| REQUIREMENT |
For the material below, output exactly the span from the line with "fake in tests." to the line with "pub fn is_not_found(&self)", including both, and nothing besides.

| RECORD EXCERPTS |
//! Issue tracker interface
//!
//! The labeler only needs a handful of operations from the tracker. They sit
//! behind [`IssueTracker`] so the reconciliation flow can run against GitHub
//! in production and against an in-memory fake in tests.

pub mod github;

pub use github::GitHubTracker;

use crate::models::{Issue, IssueRef};
use async_trait::async_trait;

/// Errors reported by an issue tracker
#[derive(Debug, Clone, PartialEq, Eq, thiserror::Error)]
pub enum TrackerError {
    #[error("Not found: {0}")]
    NotFound(String),

    #[error("Tracker request failed: {0}")]
    Transient(String),
}

impl TrackerError {
    pub fn is_not_found(&self) -> bool {
        matches!(self, TrackerError::NotFound(_))
    }
}

/// Result type for tracker operations
pub type TrackerResult<T> = std::result::Result<T, TrackerError>;

/// Operations the labeler performs against an issue tracker
#[async_trait]
pub trait IssueTracker: Send + Sync {
    /// Fetch the current state and body of an issue
    async fn get_issue(&self, issue: &IssueRef) -> TrackerResult<Issue>;

    /// List the names of the labels currently applied to an issue
    async fn list_labels(&self, issue: &IssueRef) -> TrackerResult<Vec<String>>;

    /// Check whether a label is registered in the issue's repository
    async fn label_exists(&self, issue: &IssueRef, name: &str) -> TrackerResult<bool>;

    /// Apply a label to an issue
    async fn add_label(&self, issue: &IssueRef, name: &str) -> TrackerResult<()>;

    /// Remove a label from an issue
    async fn remove_label(&self, issue: &IssueRef, name: &str) -> TrackerResult<()>;
}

| ANSWER SECTION |
//! in production and against an in-memory fake in tests.

pub mod github;

pub use github::GitHubTracker;

use crate::models::{Issue, IssueRef};
use async_trait::async_trait;

/// Errors reported by an issue tracker
#[derive(Debug, Clone, PartialEq, Eq, thiserror::Error)]
pub enum TrackerError {
    #[error("Not found: {0}")]
    NotFound(String),

    #[error("Tracker request failed: {0}")]
    Transient(String),
}

impl TrackerError {
    pub fn is_not_found(&self) -> bool {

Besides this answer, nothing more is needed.